> [MATERIAL SUPPLIED]

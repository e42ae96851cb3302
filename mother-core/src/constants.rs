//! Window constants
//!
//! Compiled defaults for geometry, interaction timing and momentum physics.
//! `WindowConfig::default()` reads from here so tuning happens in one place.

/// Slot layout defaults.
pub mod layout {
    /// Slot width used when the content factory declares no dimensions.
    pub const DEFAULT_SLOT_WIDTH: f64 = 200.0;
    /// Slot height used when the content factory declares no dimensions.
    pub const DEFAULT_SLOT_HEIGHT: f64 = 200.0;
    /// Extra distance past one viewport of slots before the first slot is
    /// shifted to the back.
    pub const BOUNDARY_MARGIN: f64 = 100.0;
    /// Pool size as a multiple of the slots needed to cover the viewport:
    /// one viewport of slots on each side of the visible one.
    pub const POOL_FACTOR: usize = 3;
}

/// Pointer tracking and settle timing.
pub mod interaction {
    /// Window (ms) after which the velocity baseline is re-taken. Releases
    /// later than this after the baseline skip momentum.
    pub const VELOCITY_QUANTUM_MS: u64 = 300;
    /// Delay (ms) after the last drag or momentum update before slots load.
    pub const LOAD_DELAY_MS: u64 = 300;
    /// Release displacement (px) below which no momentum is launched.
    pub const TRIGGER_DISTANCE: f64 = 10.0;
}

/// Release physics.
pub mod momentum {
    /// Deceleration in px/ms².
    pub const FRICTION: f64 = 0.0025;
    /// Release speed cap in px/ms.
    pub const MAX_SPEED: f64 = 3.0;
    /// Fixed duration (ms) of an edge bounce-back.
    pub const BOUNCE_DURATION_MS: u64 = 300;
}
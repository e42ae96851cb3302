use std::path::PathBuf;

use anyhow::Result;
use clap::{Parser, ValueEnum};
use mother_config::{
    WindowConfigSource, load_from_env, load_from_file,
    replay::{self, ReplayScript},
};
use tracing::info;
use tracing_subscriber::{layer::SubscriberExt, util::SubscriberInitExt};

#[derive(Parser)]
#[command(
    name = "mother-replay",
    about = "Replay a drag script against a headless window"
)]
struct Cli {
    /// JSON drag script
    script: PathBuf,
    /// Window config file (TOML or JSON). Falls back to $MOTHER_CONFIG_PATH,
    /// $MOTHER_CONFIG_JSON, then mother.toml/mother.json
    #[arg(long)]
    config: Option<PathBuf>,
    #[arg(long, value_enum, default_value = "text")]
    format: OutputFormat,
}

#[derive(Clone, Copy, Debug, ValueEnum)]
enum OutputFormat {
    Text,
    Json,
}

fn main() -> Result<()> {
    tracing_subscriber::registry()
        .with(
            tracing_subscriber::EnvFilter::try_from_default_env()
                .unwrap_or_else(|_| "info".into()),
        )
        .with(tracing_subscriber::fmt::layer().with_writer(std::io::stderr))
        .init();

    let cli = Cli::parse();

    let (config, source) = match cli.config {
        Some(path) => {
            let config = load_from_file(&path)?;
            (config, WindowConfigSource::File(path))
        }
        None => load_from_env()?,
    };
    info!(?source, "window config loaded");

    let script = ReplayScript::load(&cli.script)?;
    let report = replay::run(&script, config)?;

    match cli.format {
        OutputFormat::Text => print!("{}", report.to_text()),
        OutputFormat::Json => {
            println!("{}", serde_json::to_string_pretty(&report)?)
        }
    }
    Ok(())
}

> [BRIEF]
Pick every line containing the word "baseline" out of the material, and copy those lines.

> [WRITTEN SOLUTION]
    /// Window (ms) after which the velocity baseline is re-taken. Releases
    /// later than this after the baseline skip momentum.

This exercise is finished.